"It's Five O'Clock Somewhere" is a song performed by Alan Jackson and Jimmy Buffett, and written by Jim "Moose" Brown and Don Rollins. It was released in June 2003 as the lead single from Jackson's 2003 compilation album Greatest Hits Volume II. It spent eight non-consecutive weeks at #1 on the Billboard Hot Country Songs chart in the summer of 2003, and ranked #4 on the year-end Billboard Hot Country Songs chart. In addition, the song peaked at #17 on the Billboard Hot 100 chart in September 2003, and ranked #65 on the year-end Billboard Hot 100 chart, making it the biggest pop hit for Jackson and the first top forty hit for Buffett since the 1970s.
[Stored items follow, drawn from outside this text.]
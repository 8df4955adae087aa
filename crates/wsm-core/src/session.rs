//! Wallet session state and chain sync classification.

use crate::Amount;
use serde::{Deserialize, Serialize};
use std::fmt;
use tracing::debug;

/// Local height may run ahead of the reported network height by this many
/// blocks before the wallet is considered out of sync (the network height
/// reading can be stale).
pub const KNOWN_HEIGHT_SLACK: u64 = 10;

/// Suffix appended to every not-yet-synced status message.
const TRANSFERS_BLOCKED: &str = " (No transfers allowed until synced)";

// ============================================================================
// Wallet Session
// ============================================================================

/// State of the wallet opened in the supervised daemon.
///
/// When `running` is false every other field holds its empty value.
/// Only the supervisor mutates this; front ends read it.
#[derive(Debug, Clone, Default, PartialEq, Serialize, Deserialize)]
pub struct WalletSession {
    /// Address of the open wallet, empty until requested
    pub address: String,
    /// Spendable balance, as last reported by the daemon
    pub available_balance: Amount,
    /// Balance locked in unconfirmed transactions
    pub locked_balance: Amount,
    /// File name (no directory) of the open wallet
    pub filename: String,
    /// True while a daemon is up with this wallet open
    pub running: bool,
    /// True when the last status check classified the chain as synced
    pub synced: bool,
}

impl WalletSession {
    /// Creates the session for a freshly opened wallet.
    pub fn opened(filename: impl Into<String>) -> Self {
        Self {
            filename: filename.into(),
            running: true,
            ..Self::default()
        }
    }

    /// Resets every field to its empty value in one step.
    pub fn reset(&mut self) {
        debug!(filename = %self.filename, "Resetting wallet session");
        *self = Self::default();
    }

    /// Returns true if the session satisfies its invariant:
    /// a stopped session carries no data.
    #[must_use]
    pub fn is_consistent(&self) -> bool {
        self.running || *self == Self::default()
    }
}

// ============================================================================
// Sync Status
// ============================================================================

/// Chain sync classification derived from block-height counters.
#[derive(Debug, Clone, Copy, PartialEq, Eq, Hash, Serialize, Deserialize)]
#[serde(rename_all = "snake_case")]
pub enum SyncStatus {
    /// The daemon does not know the network height yet
    AcquiringHeight,
    /// Local height differs from network height
    Syncing,
    /// Local height matches network height
    Synced,
}

impl SyncStatus {
    /// Classifies local height `block_count` against the network height
    /// `known_block_count`.
    ///
    /// - known height 0: `AcquiringHeight`
    /// - local more than one block behind: `Syncing`
    /// - local more than [`KNOWN_HEIGHT_SLACK`] blocks ahead: `Syncing`
    /// - otherwise: `Synced`
    pub fn classify(block_count: u64, known_block_count: u64) -> Self {
        if known_block_count == 0 {
            return Self::AcquiringHeight;
        }

        let behind = block_count.saturating_add(1) < known_block_count;
        let ahead = block_count > known_block_count.saturating_add(KNOWN_HEIGHT_SLACK);

        if behind || ahead {
            Self::Syncing
        } else {
            Self::Synced
        }
    }

    /// Returns true only for `Synced`.
    #[must_use]
    pub fn is_synced(&self) -> bool {
        matches!(self, Self::Synced)
    }

    /// Returns the user-facing status line.
    pub fn message(&self) -> String {
        match self {
            Self::AcquiringHeight => format!("Getting block count...{TRANSFERS_BLOCKED}"),
            Self::Syncing => format!("Wallet syncing...{TRANSFERS_BLOCKED}"),
            Self::Synced => "Wallet synced".to_string(),
        }
    }
}

impl fmt::Display for SyncStatus {
    fn fmt(&self, f: &mut fmt::Formatter<'_>) -> fmt::Result {
        write!(f, "{}", self.message())
    }
}

/// Chain connection snapshot returned to front ends.
#[derive(Debug, Clone, PartialEq, Eq, Serialize, Deserialize)]
pub struct ConnectionInfo {
    pub sync: SyncStatus,
    pub block_count: u64,
    pub known_block_count: u64,
    pub peer_count: u64,
}

impl ConnectionInfo {
    /// Builds a snapshot, classifying sync state from the two heights.
    pub fn new(block_count: u64, known_block_count: u64, peer_count: u64) -> Self {
        Self {
            sync: SyncStatus::classify(block_count, known_block_count),
            block_count,
            known_block_count,
            peer_count,
        }
    }
}

#[cfg(test)]
mod tests {
    use super::*;

    #[test]
    fn test_classify_unknown_height() {
        assert_eq!(SyncStatus::classify(100, 0), SyncStatus::AcquiringHeight);
        assert_eq!(SyncStatus::classify(0, 0), SyncStatus::AcquiringHeight);
    }

    #[test]
    fn test_classify_synced() {
        assert_eq!(SyncStatus::classify(100, 100), SyncStatus::Synced);
        // One block behind is tolerated
        assert_eq!(SyncStatus::classify(99, 100), SyncStatus::Synced);
        // Slightly ahead of a stale network height is tolerated
        assert_eq!(SyncStatus::classify(110, 100), SyncStatus::Synced);
    }

    #[test]
    fn test_classify_syncing() {
        assert_eq!(SyncStatus::classify(50, 100), SyncStatus::Syncing);
        assert_eq!(SyncStatus::classify(98, 100), SyncStatus::Syncing);
        assert_eq!(SyncStatus::classify(111, 100), SyncStatus::Syncing);
    }

    #[test]
    fn test_classify_no_overflow_at_extremes() {
        assert_eq!(SyncStatus::classify(u64::MAX, u64::MAX), SyncStatus::Synced);
        assert_eq!(SyncStatus::classify(0, u64::MAX), SyncStatus::Syncing);
    }

    #[test]
    fn test_status_messages() {
        assert!(SyncStatus::AcquiringHeight.message().starts_with("Getting block count..."));
        assert!(SyncStatus::Syncing.message().contains("No transfers allowed"));
        assert_eq!(SyncStatus::Synced.to_string(), "Wallet synced");
    }

    #[test]
    fn test_connection_info_classifies() {
        let info = ConnectionInfo::new(50, 100, 8);
        assert_eq!(info.sync, SyncStatus::Syncing);
        assert!(!info.sync.is_synced());
        assert_eq!(info.peer_count, 8);
    }

    #[test]
    fn test_session_reset_restores_invariant() {
        let mut session = WalletSession::opened("alice.wallet");
        session.address = "TRTLabc".to_string();
        session.available_balance = Amount::from_coins(5.0);
        session.synced = true;
        assert!(session.is_consistent());

        session.reset();
        assert_eq!(session, WalletSession::default());
        assert!(!session.running);
        assert!(session.is_consistent());
    }

    #[test]
    fn test_stopped_session_with_data_is_inconsistent() {
        let session = WalletSession {
            address: "TRTLabc".to_string(),
            ..WalletSession::default()
        };
        assert!(!session.is_consistent());
    }
}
On November 5, 2003, it also won the Country Music Association (CMA) Award for Vocal Event of the Year. This was Buffett's first award in his 30-year career. The song became the #3 country song of the decade on Billboard's Hot Country Songs Chart.

Content
The title refers to a popular expression used to justify drinking at any time of day, given that somewhere in the world, it is 5:00 p.m., the end of the work day for a traditional "nine-to-five" worker. The narrator states that he has not had a day off in over a year and that he wants to leave work and relieve his stress by drinking alcohol. The lyrics include the phrase, "It's only half-past twelve but I don't care. It's five o'clock somewhere,” which means that even though it is not 5:00 in the narrator's time zone, it must be in another part of the world. 5:00 p.m. is typically the start of 'happy hour' at most restaurants and bars.

History
Jim "Moose" Brown wrote "It's Five O'Clock Somewhere" with Don Rollins. (This is not the same Don Rollins who wrote "The Race Is On" for George Jones in 1963). Although Brown had several other cuts recorded by other artists, this song was the first to make the final cut of an album. The title lyric was inspired by a teacher who worked with Rollins. Brown recorded the demo and offered it to Kenny Chesney, who turned it down. It was then offered to Alan Jackson, who said that he was looking for a song that he could record as a duet with Jimmy Buffett.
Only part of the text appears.